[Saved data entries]
····················

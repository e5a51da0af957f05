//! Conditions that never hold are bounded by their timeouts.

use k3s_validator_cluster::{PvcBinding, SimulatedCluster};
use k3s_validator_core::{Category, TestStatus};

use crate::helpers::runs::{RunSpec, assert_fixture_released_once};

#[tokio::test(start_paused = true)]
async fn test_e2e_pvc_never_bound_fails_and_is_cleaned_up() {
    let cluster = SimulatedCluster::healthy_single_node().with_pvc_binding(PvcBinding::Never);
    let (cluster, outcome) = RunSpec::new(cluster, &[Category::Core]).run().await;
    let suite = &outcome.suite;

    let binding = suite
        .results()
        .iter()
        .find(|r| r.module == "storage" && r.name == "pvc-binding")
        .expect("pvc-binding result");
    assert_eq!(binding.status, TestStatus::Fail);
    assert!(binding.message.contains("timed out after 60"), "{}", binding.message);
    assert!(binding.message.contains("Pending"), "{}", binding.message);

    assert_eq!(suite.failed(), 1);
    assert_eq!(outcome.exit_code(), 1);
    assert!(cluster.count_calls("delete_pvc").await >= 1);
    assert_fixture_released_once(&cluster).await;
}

····················

How to complete this task — Go through the entries above and copy out every line that includes the word "await".

Output for this task —
    let (cluster, outcome) = RunSpec::new(cluster, &[Category::Core]).run().await;
    assert!(cluster.count_calls("delete_pvc").await >= 1);
    assert_fixture_released_once(&cluster).await;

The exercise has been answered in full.